Aquello nos debió de hacer gracia porque desde entonces, la expresión “tengo que limpiar el baño” pasó a significar, añadiéndole tintes shakesperianos “algo huele a podrido en el estado de Dinamarca”. O sea: algo va mal y es necesario pasar a la acción. En los días un poco torcidos suelo acordarme de esa escena. Lo de limpiar el baño me parece una imagen muy gráfica para los días complicados.

 

Este fin de semana, mientras hablaba con un amigo frente a un plato de pasta, abordando todo tipo de temas me dijo:

 

 –A veces uno pone demasiadas cosas en el fregadero, ¿no? Es fácil que se atasque. Con tantas variables a la vez…

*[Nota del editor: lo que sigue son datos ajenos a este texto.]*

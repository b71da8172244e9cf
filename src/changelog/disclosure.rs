// SPDX-License-Identifier: MPL-2.0
//! Expand/collapse state for the releases of one changelog view.
//!
//! Every release starts collapsed. `toggle` is the only transition and it
//! flips exactly one version, so any number of releases can be open at once.
//! The state belongs to a single view and is never persisted.

use std::collections::HashSet;

/// Tracks which release versions are currently expanded.
#[derive(Debug, Clone, Default, PartialEq, Eq)]
pub struct DisclosureState {
    /// Versions that are expanded. Absent means collapsed.
    expanded: HashSet<String>,
}

impl DisclosureState {
    /// Create a disclosure state with every release collapsed.
    pub fn new() -> Self {
        Self::default()
    }

    /// Check if the release with `version` is expanded.
    pub fn is_open(&self, version: &str) -> bool {
        self.expanded.contains(version)
    }

    /// Flip the expanded state of `version`.
    pub fn toggle(&mut self, version: &str) {
        if !self.expanded.remove(version) {
            self.expanded.insert(version.to_owned());
        }
    }

    /// Number of expanded releases.
    pub fn open_count(&self) -> usize {
        self.expanded.len()
    }

    /// Return every release to the collapsed state.
    pub fn collapse_all(&mut self) {
        self.expanded.clear();
    }
}

#[cfg(test)]
mod tests {
    use super::*;

    #[test]
    fn releases_start_collapsed() {
        let state = DisclosureState::new();
        for version in ["1.0.0", "0.9.1", "", "not-a-version"] {
            assert!(!state.is_open(version));
        }
        assert_eq!(state.open_count(), 0);
    }

    #[test]
    fn toggle_expands_and_collapses() {
        let mut state = DisclosureState::new();

        state.toggle("1.0.0");
        assert!(state.is_open("1.0.0"));

        state.toggle("1.0.0");
        assert!(!state.is_open("1.0.0"));
    }

    #[test]
    fn toggle_only_affects_its_version() {
        let mut state = DisclosureState::new();
        state.toggle("2.0.0");

        state.toggle("1.0.0");
        assert!(state.is_open("2.0.0"));
        assert!(!state.is_open("1.1.0"));

        state.toggle("1.0.0");
        assert!(state.is_open("2.0.0"));
    }

    #[test]
    fn multiple_releases_can_be_expanded() {
        let mut state = DisclosureState::new();
        state.toggle("1.0.0");
        state.toggle("1.1.0");
        state.toggle("1.2.0");

        assert!(state.is_open("1.0.0"));
        assert!(state.is_open("1.1.0"));
        assert!(state.is_open("1.2.0"));
        assert_eq!(state.open_count(), 3);
    }

    #[test]
    fn collapse_all_restores_initial_state() {
        let mut state = DisclosureState::new();
        state.toggle("1.0.0");
        state.toggle("1.1.0");

        state.collapse_all();
        assert_eq!(state, DisclosureState::new());
        assert!(!state.is_open("1.0.0"));
    }
}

Me pareció, como la del baño, una imagen muy buena para describir momentos delicados de la vida. En el fondo todos inventamos metáforas que significan lo mismo: que hay que poner un poco de orden.

 

Ayer, en la oficina, le daba vueltas a todo esto. Tenía un día de drama queen y de baños mentales por limpiar y, escondida detrás del ficus, me dedicaba a agobiarme aún más pensando: si esta gente me ve lloriqueando aquí y me preguntan qué me pasa… ¿qué les digo?

 

Wazzz goin’ on Loooora?

A iu in trabal?

 

No, no iba a saber contestar. ¿Acaso podía sacar colación alguna estrofa de una canción de Mariah Carey? O quizás podría utilizar el título de Milena de Busquets en inglés: This too shall pass para decir que ya se me pasaría. De tanto darle vueltas a cómo iba a ser mi despliegue dramático en la oficina, mi compañero, efectivamente, terminó preguntándome qué ocurría, pero lo hizo básicamente porque estaba leyendo el manuscrito al revés. True story. Vergüenza. Entonces vi algo: desde mi bolso se asomaba un libro y me miraba: The opposite of loneliness, de Marina Keegan. Y aún tuve más vergüenza.

 

Me imagino que es una historia ya conocida por todos, pero por si hay más despistados como yo, el tema es que Keegan era una alumna muy prometedora de Yale. Estudió Escritura Creativa con doble licenciatura en Inglés y era de aquellas jóvenes que prometían y que lo tenían todo por delante. Tenía muchísimo talento. Sin embargo, pocos días después de graduarse, murió. Su novio se quedó dormido al volante mientras viajaban a casa de sus padres.

 

El mencionado libro recoge el trabajo literario de Keegan hasta la fecha, es un volumen de 18 ensayos de ficción y no ficción. La verdad: me fijé en el libro por el título y por lo graciosa que me parecía la chica de la foto de la portada, que es la propia Marina. Aparece con un abrigo amarillo, las piernas juntas y un aire de este posado me está dando un poco de vergüenza. Sentí simpatía hacia esa chica desde el primer momento. Luego, claro, cuando leí la historia decidí no comprarme el libro porque sabía que iba a darme pena. Pero finalmente me hice con él y llevo unos días leyéndola y pensando en ella. Hubo mucho revuelo mediático a raíz de su muerte. Muchos pensarán que no es para tanto, que solo era una chica pija que escribía bien. Yo no digo que fuera un genio escribiendo pero con solo veintitrés años iba a trabajar para el New Yorker, que ya me hubiera gustado a mí. Keegan tenía algo que muchas veces echo de menos en nuestra generación: ilusión. Se lo creía. Creía que la literatura era necesaria y que tenía un lugar importante en la sociedad. Claro que tampoco vivía en España.

 

No sé por qué, pero la imagen de Marina Keegan, con sus dramas de jovencita, sus amores, sus ideales, sus luchas, me acompaña estos días. La tengo presente. Y cuando pienso en ella, en su sonrisa, sus planes de incorporarse al New Yorker, en su abrigo amarillo y en su sonrisa de chica lista se me viene a la cabeza que a veces somos, con perdón, imbéciles. El mundo está lleno de casos como el de Keegan. Todos conocemos “al chico ese que” o “al amigo de fulanita que” y en muy raras ocasiones nos acordamos de dar gracias simplemente por estar aquí. Yo la primera. Porque un día estamos aquí sentados y lo tenemos todo por delante pero, al día siguiente, ya no queda nada de eso. Lo peor, claro, porque las personas somos así, es que todo esto no se nos viene a la cabeza cuando estamos escondidos detrás del ficus o desatascando fregaderos mentales. Y debería.